## Task item
Only lines containing "elif" belong in the answer, each copied from the entries below.

::: Data supplied

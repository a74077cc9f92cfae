//! chefnet-core - Core library for ChefNet
//!
//! This crate contains the offline-capable data layer used by ChefNet
//! front ends: backend DTO mappers, the local key-value store, the TTL cache,
//! the pending recipe list reconciliation and the attendance queue.

pub mod attendance;
pub mod cache;
pub mod catalog;
pub mod clock;
pub mod config;
pub mod context;
pub mod error;
pub mod keyed_lock;
pub mod mappers;
pub mod models;
pub mod pending;
pub mod remote;
pub mod store;
pub mod util;

#[cfg(test)]
pub(crate) mod testing;

pub use attendance::{AttendanceOutcome, AttendanceRecorder, SyncReport};
pub use catalog::Catalog;
pub use config::ClientConfig;
pub use context::Context;
pub use error::{Error, Result};
pub use models::{AttendanceRecord, Course, PendingListEntry, Recipe, User};
pub use pending::{MutationOutcome, PendingRecipes, TombstoneSet};
pub use remote::{ChefNetApi, HttpApi, OfflineApi, RemoteError, RemoteErrorKind};
pub use store::{KeyValueStore, LibSqlStore, MemoryStore};
use std::io::{self, Write};
use std::path::Path;

use clap::CommandFactory;
use clap_complete::{generate, Shell};

use crate::cli::{Cli, CompletionShell};
use crate::error::CliError;

impl From<CompletionShell> for Shell {
    fn from(shell: CompletionShell) -> Self {
        match shell {
            CompletionShell::Bash => Self::Bash,
            CompletionShell::Zsh => Self::Zsh,
            CompletionShell::Fish => Self::Fish,
        }
    }
}

/// Completion script for `shell`, named after the binary.
pub fn completion_script(shell: CompletionShell) -> Vec<u8> {
    let mut command = Cli::command();
    let name = command.get_name().to_string();
    let mut buffer = Vec::new();
    generate(Shell::from(shell), &mut command, name, &mut buffer);
    buffer
}

pub fn run_completions(shell: CompletionShell, output_path: Option<&Path>) -> Result<(), CliError> {
    let script = completion_script(shell);

    match output_path {
        Some(path) => {
            std::fs::write(path, &script)?;
            println!("{}", path.display());
        }
        None => io::stdout().write_all(&script)?,
    }
    Ok(())
}
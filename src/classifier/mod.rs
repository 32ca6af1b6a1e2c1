//! # Lexical Classifier
//!
//! Classifies ranges of source text into lexical categories for syntax
//! coloring: docstrings, strings, numbers, comments, reserved words, built-in
//! exception names and built-in callable names.
//!
//! ## Design Principles
//!
//! * **One pass**: every active category contributes one named alternative to a
//!   single regex, which is scanned over the text once, left to right.
//! * **Precedence by position**: alternatives are ordered by [`Category`];
//!   at a given offset the earliest one that matches wins, so a triple-quoted
//!   block is never split into plain strings.
//! * **Open literals are results, not errors**: an unterminated docstring runs
//!   to end of text, an unterminated string to end of line.
//! * **Injected vocabulary**: reserved words and built-in names come from a
//!   [`Vocabulary`]; the split between exceptions and function names is a
//!   replaceable predicate.
//!
//! ## Component Structure
//!
//! * [`category`]: the closed set of categories and their precedence
//! * [`patterns`]: rules that do not depend on a vocabulary
//! * [`vocabulary`]: vocabulary validation, partition and the Python preset
//! * [`composite`]: building the ordered alternation
//! * [`scan`]: the scan loop, offsets and the classification result
//!
//! ## Usage Example
//!
//! ```rust
//! use lexicolor::classifier::{Category, Classifier, Vocabulary};
//!
//! fn classify_example() -> Result<(), Box<dyn std::error::Error>> {
//!     let classifier = Classifier::builder()
//!         .vocabulary(Vocabulary::new(["if", "else"], ["ValueError", "len"]))
//!         .build()?;
//!
//!     let result = classifier.classify("if len(x): raise ValueError");
//!     let keywords = result.ranges(Category::Keyword).unwrap_or_default();
//!     assert_eq!(keywords[0].start, 0);
//!     assert_eq!(keywords[0].length, 2);
//!     Ok(())
//! }
//! # classify_example().unwrap();
//! ```

pub mod category;
pub mod composite;
pub mod patterns;
pub mod scan;
pub mod vocabulary;

#[cfg(test)]
mod tests;

pub use category::Category;
pub use composite::{CompositePattern, PatternPart};
pub use scan::{ClassificationResult, Classifier, ClassifierBuilder, MatchRange, OffsetUnit};
pub use vocabulary::{is_capitalized, PartitionedVocabulary, Vocabulary};

use pretty_assertions::assert_eq;

use super::*;

fn python() -> Classifier {
    Classifier::python().unwrap()
}

fn texts<'a>(text: &'a str, result: &ClassificationResult, category: Category) -> Vec<&'a str> {
    // offsets are characters; map them back through char_indices
    let boundaries: Vec<usize> = text
        .char_indices()
        .map(|(i, _)| i)
        .chain(std::iter::once(text.len()))
        .collect();
    result
        .ranges(category)
        .unwrap()
        .iter()
        .map(|r| &text[boundaries[r.start]..boundaries[r.end()]])
        .collect()
}

#[test]
fn test_python_source() {
    let text = r#"def area(r):
    """Area of a circle."""
    if r < 0:
        raise ValueError('negative radius')  # guard
    return 3.14159 * r ** 2
"#;
    let result = python().classify(text);

    assert_eq!(
        texts(text, &result, Category::Docstring),
        vec![r#""""Area of a circle.""""#]
    );
    assert_eq!(texts(text, &result, Category::String), vec!["'negative radius'"]);
    assert_eq!(texts(text, &result, Category::Comment), vec!["# guard"]);
    assert_eq!(texts(text, &result, Category::Number), vec!["0", "3.14159", "2"]);
    assert_eq!(
        texts(text, &result, Category::Keyword),
        vec!["def", "if", "raise", "return"]
    );
    assert_eq!(texts(text, &result, Category::Exception), vec!["ValueError"]);
    assert!(texts(text, &result, Category::FunctionName).is_empty());
}

#[test]
fn test_hash_inside_string_is_not_a_comment() {
    let text = "s = '# not a comment' # comment";
    let result = python().classify(text);
    assert_eq!(texts(text, &result, Category::String), vec!["'# not a comment'"]);
    assert_eq!(texts(text, &result, Category::Comment), vec!["# comment"]);
}

#[test]
fn test_quotes_inside_comment_are_not_strings() {
    let text = "# it's \"quoted\"\nx";
    let result = python().classify(text);
    assert_eq!(texts(text, &result, Category::Comment), vec!["# it's \"quoted\""]);
    assert!(texts(text, &result, Category::String).is_empty());
}

#[test]
fn test_docstring_swallows_everything_inside() {
    let text = "'''if 1: # x\n\"y\"'''";
    let result = python().classify(text);
    assert_eq!(texts(text, &result, Category::Docstring), vec![text]);
    assert_eq!(result.len(), 1);
}

#[test]
fn test_open_docstring_runs_to_end_of_text() {
    let text = "x = 1\n\"\"\"open\nif True:\n  pass";
    let result = python().classify(text);
    assert_eq!(
        texts(text, &result, Category::Docstring),
        vec!["\"\"\"open\nif True:\n  pass"]
    );
    assert_eq!(texts(text, &result, Category::Number), vec!["1"]);
    assert!(texts(text, &result, Category::Keyword).is_empty());
}

#[test]
fn test_keywords_need_whole_words() {
    let text = "iffy = format_len + elif";
    let result = python().classify(text);
    assert_eq!(texts(text, &result, Category::Keyword), vec!["elif"]);
    assert!(texts(text, &result, Category::FunctionName).is_empty());
}

#[test]
fn test_reserved_builtins_are_keywords() {
    let text = "x = None or True";
    let result = python().classify(text);
    assert_eq!(
        texts(text, &result, Category::Keyword),
        vec!["None", "or", "True"]
    );
    assert!(texts(text, &result, Category::Exception).is_empty());
}

#[test]
fn test_empty_vocabulary_matches_no_words() {
    let classifier = Classifier::builder()
        .vocabulary(Vocabulary::empty())
        .build()
        .unwrap();
    let text = "if len(x): 42";
    let result = classifier.classify(text);
    assert!(result.ranges(Category::Keyword).unwrap().is_empty());
    assert!(result.ranges(Category::FunctionName).unwrap().is_empty());
    assert_eq!(texts(text, &result, Category::Number), vec!["42"]);
}

#[test]
fn test_no_active_categories() {
    let classifier = Classifier::builder()
        .categories(std::iter::empty())
        .build()
        .unwrap();
    let result = classifier.classify("if 1: 'x'");
    assert!(result.is_empty());
    assert_eq!(result.categories().count(), 0);
}

#[test]
fn test_bad_vocabulary_fails_at_build() {
    let result = Classifier::builder()
        .vocabulary(Vocabulary::new(["if", "a b"], Vec::<&str>::new()))
        .build();
    assert!(matches!(
        result,
        Err(crate::ConfigurationError::InvalidIdentifier { .. })
    ));
}
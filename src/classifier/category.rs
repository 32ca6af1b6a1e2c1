use serde::{Deserialize, Serialize};

/// Lexical class a span of text can be tagged with.
///
/// Variant order is the precedence order of the composite pattern: when two
/// rules could match at the same offset, the earlier variant wins.
#[derive(
    Debug,
    Clone,
    Copy,
    PartialEq,
    Eq,
    PartialOrd,
    Ord,
    Hash,
    Serialize,
    Deserialize,
    strum::EnumString,
    strum::Display,
    strum::EnumIter,
    strum::AsRefStr,
)]
pub enum Category {
    Docstring,
    String,
    Number,
    Comment,
    Keyword,
    Exception,
    #[strum(to_string = "Function name", serialize = "FunctionName")]
    #[serde(rename = "Function name", alias = "FunctionName")]
    FunctionName,
}

impl Category {
    /// Capture group name used inside the composite regex.
    pub fn group_name(&self) -> &'static str {
        match self {
            Category::Docstring => "Docstring",
            Category::String => "String",
            Category::Number => "Number",
            Category::Comment => "Comment",
            Category::Keyword => "Keyword",
            Category::Exception => "Exception",
            Category::FunctionName => "FunctionName",
        }
    }

    /// True for the categories generated from an external vocabulary.
    pub fn is_vocabulary(&self) -> bool {
        matches!(
            self,
            Category::Keyword | Category::Exception | Category::FunctionName
        )
    }
}
use std::collections::HashSet;

use nom::{
    bytes::complete::{take_while, take_while1},
    combinator::{all_consuming, recognize},
    error::{context, VerboseError},
    sequence::pair,
    IResult,
};
use serde::{Deserialize, Serialize};

use super::category::Category;
use crate::error::ConfigurationError;

/// Reserved words and built-in names of the classified language.
///
/// Both lists are ordered; order is kept through the partition so the
/// generated alternations are deterministic.
#[derive(Debug, Clone, PartialEq, Eq, Serialize, Deserialize)]
pub struct Vocabulary {
    #[serde(default)]
    pub reserved_words: Vec<String>,
    #[serde(default)]
    pub builtin_names: Vec<String>,
}

impl Default for Vocabulary {
    fn default() -> Self {
        Self::python()
    }
}

impl Vocabulary {
    pub fn new<R, B, S>(reserved_words: R, builtin_names: B) -> Self
    where
        R: IntoIterator<Item = S>,
        B: IntoIterator<Item = S>,
        S: Into<String>,
    {
        Self {
            reserved_words: reserved_words.into_iter().map(Into::into).collect(),
            builtin_names: builtin_names.into_iter().map(Into::into).collect(),
        }
    }

    pub fn empty() -> Self {
        Self {
            reserved_words: Vec::new(),
            builtin_names: Vec::new(),
        }
    }

    /// Python 3 keywords and the public names of its `builtins` module.
    pub fn python() -> Self {
        Self::new(
            PYTHON_RESERVED_WORDS.iter().copied(),
            PYTHON_BUILTIN_NAMES.iter().copied(),
        )
    }

    /// Splits the vocabulary into the three whole-word groups.
    ///
    /// Reserved words become keywords. Built-ins starting with `_` are dropped;
    /// the rest go to exceptions when `is_exception` holds and to function names
    /// otherwise. A name lands in at most one group.
    #[tracing::instrument(level = "debug", skip(self, is_exception))]
    pub fn partition<F>(&self, is_exception: F) -> Result<PartitionedVocabulary, ConfigurationError>
    where
        F: Fn(&str) -> bool,
    {
        let mut seen = HashSet::new();
        let mut partitioned = PartitionedVocabulary::default();

        for word in &self.reserved_words {
            validate_identifier(Category::Keyword, word)?;
            if seen.insert(word.as_str()) {
                partitioned.keywords.push(word.clone());
            }
        }

        for name in &self.builtin_names {
            if name.starts_with('_') {
                continue;
            }
            let category = if is_exception(name) {
                Category::Exception
            } else {
                Category::FunctionName
            };
            validate_identifier(category, name)?;
            if !seen.insert(name.as_str()) {
                continue;
            }
            match category {
                Category::Exception => partitioned.exceptions.push(name.clone()),
                _ => partitioned.function_names.push(name.clone()),
            }
        }

        tracing::debug!(
            keywords = partitioned.keywords.len(),
            exceptions = partitioned.exceptions.len(),
            function_names = partitioned.function_names.len(),
            "vocabulary partitioned"
        );
        Ok(partitioned)
    }
}

/// Default exception rule: built-in names starting with an uppercase letter.
pub fn is_capitalized(name: &str) -> bool {
    name.chars().next().is_some_and(char::is_uppercase)
}

#[derive(Debug, Clone, Default, PartialEq, Eq)]
pub struct PartitionedVocabulary {
    pub keywords: Vec<String>,
    pub exceptions: Vec<String>,
    pub function_names: Vec<String>,
}

impl PartitionedVocabulary {
    pub fn words(&self, category: Category) -> &[String] {
        match category {
            Category::Keyword => &self.keywords,
            Category::Exception => &self.exceptions,
            Category::FunctionName => &self.function_names,
            _ => &[],
        }
    }
}

/// `\b(?:w1|w2|...)\b`, or `None` for an empty group.
pub fn whole_word_pattern(words: &[String]) -> Option<String> {
    if words.is_empty() {
        return None;
    }
    let alternation = words
        .iter()
        .map(|word| regex::escape(word))
        .collect::<Vec<_>>()
        .join("|");
    Some(format!(r"\b(?:{})\b", alternation))
}

type ParserResult<'a, T> = IResult<&'a str, T, VerboseError<&'a str>>;

fn parse_identifier(input: &str) -> ParserResult<&str> {
    context(
        "identifier",
        recognize(pair(
            take_while1(|c: char| c.is_alphabetic() || c == '_'),
            take_while(|c: char| c.is_alphanumeric() || c == '_'),
        )),
    )(input)
}

fn validate_identifier(category: Category, word: &str) -> Result<(), ConfigurationError> {
    if word.is_empty() {
        tracing::error!(%category, "empty identifier in vocabulary");
        return Err(ConfigurationError::EmptyIdentifier { category });
    }
    all_consuming(parse_identifier)(word)
        .map(|_| ())
        .map_err(|_| {
            tracing::error!(%category, word, "invalid identifier in vocabulary");
            ConfigurationError::InvalidIdentifier {
                category,
                word: word.to_string(),
            }
        })
}

pub const PYTHON_RESERVED_WORDS: &[&str] = &[
    "False", "None", "True", "and", "as", "assert", "async", "await", "break", "class",
    "continue", "def", "del", "elif", "else", "except", "finally", "for", "from", "global", "if",
    "import", "in", "is", "lambda", "nonlocal", "not", "or", "pass", "raise", "return", "try",
    "while", "with", "yield",
];

pub const PYTHON_BUILTIN_NAMES: &[&str] = &[
    "ArithmeticError",
    "AssertionError",
    "AttributeError",
    "BaseException",
    "BaseExceptionGroup",
    "BlockingIOError",
    "BrokenPipeError",
    "BufferError",
    "BytesWarning",
    "ChildProcessError",
    "ConnectionAbortedError",
    "ConnectionError",
    "ConnectionRefusedError",
    "ConnectionResetError",
    "DeprecationWarning",
    "EOFError",
    "Ellipsis",
    "EncodingWarning",
    "EnvironmentError",
    "Exception",
    "ExceptionGroup",
    "False",
    "FileExistsError",
    "FileNotFoundError",
    "FloatingPointError",
    "FutureWarning",
    "GeneratorExit",
    "IOError",
    "ImportError",
    "ImportWarning",
    "IndentationError",
    "IndexError",
    "InterruptedError",
    "IsADirectoryError",
    "KeyError",
    "KeyboardInterrupt",
    "LookupError",
    "MemoryError",
    "ModuleNotFoundError",
    "NameError",
    "None",
    "NotADirectoryError",
    "NotImplemented",
    "NotImplementedError",
    "OSError",
    "OverflowError",
    "PendingDeprecationWarning",
    "PermissionError",
    "ProcessLookupError",
    "RecursionError",
    "ReferenceError",
    "ResourceWarning",
    "RuntimeError",
    "RuntimeWarning",
    "StopAsyncIteration",
    "StopIteration",
    "SyntaxError",
    "SyntaxWarning",
    "SystemError",
    "SystemExit",
    "TabError",
    "TimeoutError",
    "True",
    "TypeError",
    "UnboundLocalError",
    "UnicodeDecodeError",
    "UnicodeEncodeError",
    "UnicodeError",
    "UnicodeTranslateError",
    "UnicodeWarning",
    "UserWarning",
    "ValueError",
    "Warning",
    "ZeroDivisionError",
    "__build_class__",
    "__debug__",
    "__doc__",
    "__import__",
    "__loader__",
    "__name__",
    "__package__",
    "__spec__",
    "abs",
    "aiter",
    "all",
    "anext",
    "any",
    "ascii",
    "bin",
    "bool",
    "breakpoint",
    "bytearray",
    "bytes",
    "callable",
    "chr",
    "classmethod",
    "compile",
    "complex",
    "copyright",
    "credits",
    "delattr",
    "dict",
    "dir",
    "divmod",
    "enumerate",
    "eval",
    "exec",
    "exit",
    "filter",
    "float",
    "format",
    "frozenset",
    "getattr",
    "globals",
    "hasattr",
    "hash",
    "help",
    "hex",
    "id",
    "input",
    "int",
    "isinstance",
    "issubclass",
    "iter",
    "len",
    "license",
    "list",
    "locals",
    "map",
    "max",
    "memoryview",
    "min",
    "next",
    "object",
    "oct",
    "open",
    "ord",
    "pow",
    "print",
    "property",
    "quit",
    "range",
    "repr",
    "reversed",
    "round",
    "set",
    "setattr",
    "slice",
    "sorted",
    "staticmethod",
    "str",
    "sum",
    "super",
    "tuple",
    "type",
    "vars",
    "zip",
];
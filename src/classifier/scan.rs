use std::{collections::BTreeMap, fmt, sync::Arc};

use serde::{Deserialize, Serialize};

use super::{
    category::Category,
    composite::CompositePattern,
    vocabulary::{is_capitalized, Vocabulary},
};
use crate::{
    config::ClassifierConfig,
    error::{ConfigurationError, DecodeError},
};

/// Unit in which [`MatchRange`] offsets are reported.
#[derive(
    Debug,
    Clone,
    Copy,
    Default,
    PartialEq,
    Eq,
    Serialize,
    Deserialize,
    strum::EnumString,
    strum::Display,
)]
#[serde(rename_all = "lowercase")]
#[strum(serialize_all = "lowercase")]
pub enum OffsetUnit {
    /// Unicode scalar values.
    #[default]
    Char,
    /// UTF-16 code units.
    Utf16,
    /// UTF-8 bytes.
    Byte,
}

impl OffsetUnit {
    fn measure(&self, text: &str) -> usize {
        match self {
            OffsetUnit::Char => text.chars().count(),
            OffsetUnit::Utf16 => text.chars().map(char::len_utf16).sum(),
            OffsetUnit::Byte => text.len(),
        }
    }
}

#[derive(Debug, Clone, Copy, PartialEq, Eq, PartialOrd, Ord, Hash, Serialize, Deserialize)]
pub struct MatchRange {
    pub start: usize,
    pub length: usize,
}

impl MatchRange {
    pub fn new(start: usize, length: usize) -> Self {
        Self { start, length }
    }

    pub fn end(&self) -> usize {
        self.start + self.length
    }
}

impl fmt::Display for MatchRange {
    fn fmt(&self, f: &mut fmt::Formatter<'_>) -> fmt::Result {
        write!(f, "start: {}, length: {}", self.start, self.length)
    }
}

/// Category to ranges, ranges in order of appearance.
///
/// Every active category is a key, with an empty list when nothing matched.
#[derive(Debug, Clone, Default, PartialEq, Eq, Serialize, Deserialize)]
#[serde(transparent)]
pub struct ClassificationResult {
    ranges: BTreeMap<Category, Vec<MatchRange>>,
}

impl ClassificationResult {
    fn with_categories(categories: &[Category]) -> Self {
        Self {
            ranges: categories.iter().map(|&c| (c, Vec::new())).collect(),
        }
    }

    /// Ranges for `category`, `None` when the category is not active.
    pub fn ranges(&self, category: Category) -> Option<&[MatchRange]> {
        self.ranges.get(&category).map(Vec::as_slice)
    }

    pub fn categories(&self) -> impl Iterator<Item = Category> + '_ {
        self.ranges.keys().copied()
    }

    pub fn iter(&self) -> impl Iterator<Item = (Category, &[MatchRange])> + '_ {
        self.ranges.iter().map(|(c, r)| (*c, r.as_slice()))
    }

    /// Every range across categories, sorted by start.
    pub fn spans(&self) -> Vec<(Category, MatchRange)> {
        let mut spans: Vec<_> = self
            .ranges
            .iter()
            .flat_map(|(category, ranges)| ranges.iter().map(|range| (*category, *range)))
            .collect();
        spans.sort_by_key(|(_, range)| range.start);
        spans
    }

    /// Total number of ranges.
    pub fn len(&self) -> usize {
        self.ranges.values().map(Vec::len).sum()
    }

    pub fn is_empty(&self) -> bool {
        self.len() == 0
    }

    pub fn into_inner(self) -> BTreeMap<Category, Vec<MatchRange>> {
        self.ranges
    }
}

type ExceptionRule = Arc<dyn Fn(&str) -> bool + Send + Sync>;

pub struct ClassifierBuilder {
    config: ClassifierConfig,
    exception_rule: ExceptionRule,
}

impl fmt::Debug for ClassifierBuilder {
    fn fmt(&self, f: &mut fmt::Formatter<'_>) -> fmt::Result {
        f.debug_struct("ClassifierBuilder")
            .field("config", &self.config)
            .finish_non_exhaustive()
    }
}

impl Default for ClassifierBuilder {
    fn default() -> Self {
        Self::new(ClassifierConfig::default())
    }
}

impl ClassifierBuilder {
    pub fn new(config: ClassifierConfig) -> Self {
        Self {
            config,
            exception_rule: Arc::new(is_capitalized),
        }
    }

    pub fn vocabulary(mut self, vocabulary: Vocabulary) -> Self {
        self.config.vocabulary = vocabulary;
        self
    }

    pub fn categories<I>(mut self, categories: I) -> Self
    where
        I: IntoIterator<Item = Category>,
    {
        self.config.categories = categories.into_iter().collect();
        self
    }

    pub fn offset_unit(mut self, offset_unit: OffsetUnit) -> Self {
        self.config.offset_unit = offset_unit;
        self
    }

    /// Decides which built-in names are exceptions; the rest are function names.
    pub fn exception_rule<F>(mut self, rule: F) -> Self
    where
        F: Fn(&str) -> bool + Send + Sync + 'static,
    {
        self.exception_rule = Arc::new(rule);
        self
    }

    pub fn build(self) -> Result<Classifier, ConfigurationError> {
        let rule = self.exception_rule;
        let partitioned = self.config.vocabulary.partition(|name| rule(name))?;
        let composite = CompositePattern::build(self.config.categories.iter().copied(), &partitioned)?;
        Ok(Classifier {
            composite,
            offset_unit: self.config.offset_unit,
        })
    }
}

/// Lexical classifier for one category set and vocabulary.
///
/// Immutable once built; share it freely across threads.
#[derive(Debug, Clone)]
pub struct Classifier {
    composite: CompositePattern,
    offset_unit: OffsetUnit,
}

impl Classifier {
    pub fn new(config: ClassifierConfig) -> Result<Self, ConfigurationError> {
        ClassifierBuilder::new(config).build()
    }

    pub fn builder() -> ClassifierBuilder {
        ClassifierBuilder::default()
    }

    /// All categories over the bundled Python vocabulary.
    pub fn python() -> Result<Self, ConfigurationError> {
        Self::new(ClassifierConfig::default())
    }

    pub fn composite(&self) -> &CompositePattern {
        &self.composite
    }

    pub fn offset_unit(&self) -> OffsetUnit {
        self.offset_unit
    }

    /// Decodes `bytes` as UTF-8, then classifies.
    #[tracing::instrument(level = "debug", skip(self, bytes), fields(len = bytes.len()))]
    pub fn classify_bytes(&self, bytes: &[u8]) -> Result<ClassificationResult, DecodeError> {
        let text = std::str::from_utf8(bytes).map_err(|e| {
            let error = DecodeError::from(e);
            tracing::error!("{}", error);
            error
        })?;
        Ok(self.classify(text))
    }

    #[tracing::instrument(level = "debug", skip(self, text), fields(len = text.len()))]
    pub fn classify(&self, text: &str) -> ClassificationResult {
        let mut result = ClassificationResult::with_categories(self.composite.categories());
        let Some(regex) = self.composite.regex() else {
            return result;
        };

        let mut cursor = OffsetCursor::new(text, self.offset_unit);
        for captures in regex.captures_iter(text) {
            let Some(matched) = captures.get(0) else {
                continue;
            };
            if matched.is_empty() {
                tracing::warn!(offset = matched.start(), "skipping zero-length match");
                continue;
            }
            let Some(category) = self.composite.winning_category(&captures) else {
                continue;
            };

            let start = cursor.advance_to(matched.start());
            let end = cursor.advance_to(matched.end());
            let range = MatchRange::new(start, end - start);
            tracing::trace!(%category, %range, "match");

            if let Some(ranges) = result.ranges.get_mut(&category) {
                ranges.push(range);
            }
        }

        result
    }
}

/// Converts monotonically increasing byte offsets into the configured unit.
struct OffsetCursor<'a> {
    text: &'a str,
    unit: OffsetUnit,
    byte: usize,
    offset: usize,
}

impl<'a> OffsetCursor<'a> {
    fn new(text: &'a str, unit: OffsetUnit) -> Self {
        Self {
            text,
            unit,
            byte: 0,
            offset: 0,
        }
    }

    fn advance_to(&mut self, byte: usize) -> usize {
        debug_assert!(byte >= self.byte);
        self.offset += self.unit.measure(&self.text[self.byte..byte]);
        self.byte = byte;
        self.offset
    }
}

::::::

## Response
    let text = "iffy = format_len + elif";
    assert_eq!(texts(text, &result, Category::Keyword), vec!["elif"]);
    "continue", "def", "del", "elif", "else", "except", "finally", "for", "from", "global", "if",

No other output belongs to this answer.